Leonie came along the wharf and joined Joanna and Nora. “Housekeeper” was a courtesy title only, and in the old days Leonie wouldn't have presumed to speak so freely to two decently married women, nor would they have greeted her so calmly. But it was somehow impossible to regard Leonie as a light woman. She was slight and trim and mousey, she walked on sensible shoes and looked at her world through horn-rimmed glasses that were always shining.

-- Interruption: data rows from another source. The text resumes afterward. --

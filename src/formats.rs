//! Format compatibility policy
//!
//! Maps an input extension to the set of output formats the vendor is allowed
//! to produce from it. The policy is built once at startup and injected into
//! the conversion service; the single-target mode is a table with one
//! wildcard entry.

use std::collections::{BTreeMap, BTreeSet};
use std::path::Path;

use crate::types::{AppError, AppResult};

/// Input key matching every extension.
pub const ANY_INPUT: &str = "*";

const DEFAULT_TABLE: &[(&str, &[&str])] = &[
    ("docx", &["pdf", "txt", "png", "csv"]),
    ("pdf", &["docx", "txt", "png", "csv"]),
    ("txt", &["docx", "pdf", "png", "csv"]),
    ("csv", &["docx", "pdf", "txt", "png"]),
];

#[derive(Debug, Clone, PartialEq, Eq)]
pub struct FormatPolicy {
    rules: BTreeMap<String, BTreeSet<String>>,
}

impl FormatPolicy {
    pub fn new<I, K, V>(rules: I) -> Self
    where
        I: IntoIterator<Item = (K, Vec<V>)>,
        K: Into<String>,
        V: Into<String>,
    {
        let rules = rules
            .into_iter()
            .map(|(input, outputs)| {
                let input: String = input.into();
                let outputs = outputs
                    .into_iter()
                    .map(|output| normalize(&Into::<String>::into(output)))
                    .collect();
                (normalize(&input), outputs)
            })
            .collect();
        Self { rules }
    }

    /// Every input may only be converted to `target`.
    pub fn single_target(target: impl Into<String>) -> Self {
        let target: String = target.into();
        Self::new([(ANY_INPUT, vec![target])])
    }

    pub fn from_config(config: &crate::config::FormatsConfig) -> Self {
        match &config.single_target {
            Some(target) => Self::single_target(target.clone()),
            None => Self::default(),
        }
    }

    pub fn allowed_outputs(&self, input: &str) -> Option<&BTreeSet<String>> {
        self.rules
            .get(&normalize(input))
            .or_else(|| self.rules.get(ANY_INPUT))
    }

    pub fn is_allowed(&self, input: &str, target: &str) -> bool {
        self.allowed_outputs(input)
            .is_some_and(|outputs| outputs.contains(&normalize(target)))
    }

    pub fn validate(&self, input: &str, target: &str) -> AppResult<()> {
        if self.is_allowed(input, target) {
            Ok(())
        } else {
            Err(AppError::UnsupportedConversion {
                input: input.to_string(),
                target: target.to_string(),
            })
        }
    }

    pub fn rules(&self) -> &BTreeMap<String, BTreeSet<String>> {
        &self.rules
    }
}

impl Default for FormatPolicy {
    fn default() -> Self {
        Self::new(
            DEFAULT_TABLE
                .iter()
                .map(|(input, outputs)| (*input, outputs.to_vec())),
        )
    }
}

fn normalize(format: &str) -> String {
    format.trim().to_lowercase()
}

/// Lowercased text after the last dot of `filename`, empty when there is none.
pub fn input_extension(filename: &str) -> String {
    Path::new(filename)
        .extension()
        .and_then(|ext| ext.to_str())
        .map(str::to_lowercase)
        .unwrap_or_default()
}

#[cfg(test)]
mod tests {
    use super::*;

    const ALL_FORMATS: &[&str] = &["docx", "pdf", "txt", "png", "csv", "xlsx", "jpg", ""];

    #[test]
    fn test_default_table_accepts_exactly_listed_pairs() {
        let policy = FormatPolicy::default();

        for input in ALL_FORMATS {
            for target in ALL_FORMATS {
                let listed = DEFAULT_TABLE
                    .iter()
                    .any(|(i, outputs)| i == input && outputs.contains(target));
                assert_eq!(
                    policy.validate(input, target).is_ok(),
                    listed,
                    "{} -> {}",
                    input,
                    target
                );
            }
        }
    }

    #[test]
    fn test_rejection_carries_the_pair() {
        let err = FormatPolicy::default().validate("exe", "pdf").unwrap_err();
        match err {
            AppError::UnsupportedConversion { input, target } => {
                assert_eq!(input, "exe");
                assert_eq!(target, "pdf");
            }
            other => panic!("unexpected error: {:?}", other),
        }
    }

    #[test]
    fn test_target_is_case_insensitive() {
        let policy = FormatPolicy::default();
        assert!(policy.is_allowed("DOCX", "PDF"));
        assert!(policy.is_allowed("pdf", " docx "));
    }

    #[test]
    fn test_single_target_policy() {
        let policy = FormatPolicy::single_target("pdf");
        assert!(policy.is_allowed("docx", "pdf"));
        assert!(policy.is_allowed("anything", "pdf"));
        assert!(policy.is_allowed("", "pdf"));
        assert!(!policy.is_allowed("docx", "txt"));
        assert_eq!(policy.rules().len(), 1);
    }

    #[test]
    fn test_specific_rule_wins_over_wildcard() {
        let policy = FormatPolicy::new([("*", vec!["pdf"]), ("csv", vec!["txt"])]);
        assert!(policy.is_allowed("csv", "txt"));
        assert!(!policy.is_allowed("csv", "pdf"));
        assert!(policy.is_allowed("docx", "pdf"));
    }

    #[test]
    fn test_input_extension() {
        assert_eq!(input_extension("report.DOCX"), "docx");
        assert_eq!(input_extension("archive.tar.gz"), "gz");
        assert_eq!(input_extension("README"), "");
        assert_eq!(input_extension(".hidden"), "");
        assert_eq!(input_extension("trailing."), "");
    }
}
// HTTP middleware

pub mod cors;

pub use cors::*;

“That one,” she said acidly, looking at Thea's back. “She turns my stomach . . . So does Sigurd, today.”
“Why?” Nora asked obligingly.
“Towin' that thing in . . . I suppose if he found Tenpound adrift he'd come bringin' it home. Some people can't leave anything lay. We're like to be blasted out of our beds to Kingdom Come.”
Nobody answered. The truth of her statement was too evident, and Joanna tightened her grip on Jamie's fist when it wriggled protestingly. “No, you can't go to Owen,” she told him.
“Well, I'm not intendin' to stand here and watch my doom comin' at me,” said Leonie, and started out for home, putting her feet down with no nonsense on the planks.
“I keep forgetting she's living in sin,” said Nora in mild astonishment. “Thea acts more like a scarlet woman than Leonie. They say Leonie plays poker with the men, and she can drink too.” She giggled softly. “I wonder what she's like when she's drunk.”
“She teams Sigurd around like mad,” said Joanna. “I'm not keen on watching my doom approach, either. Come on, Jamie.”
“I guess I'll wait for Matthew. Gram's good for another hour, and I'm going to have some fun while I can . . . if you can call it fun.” She gave Joanna a wry grin, and went toward the men.
Joanna left the wharf. The sun was going down and she felt chilled; yet it was still warm. The chill was not from the weather, she knew, but it had something to do with the thing tied up at Stevie's mooring, around which the Coast Guard dinghy moved so gingerly.
Jamie slowed, Dick bounded away from her, over toward the marsh. She saw Dennis Garland standing there by the old anchor sunk into the ground where the beach joined the marsh. His clothes blended with his background, and she would have missed him if Jamie and the dog hadn't seen him. He stood there, motionless, his hat brim slanted so that his face was shadowed. He was, somehow, an anonymous figure. He could have been anyone. But because she knew who he was, and why he was on the Island, she thought of him as she walked home; of him, and the mine, together.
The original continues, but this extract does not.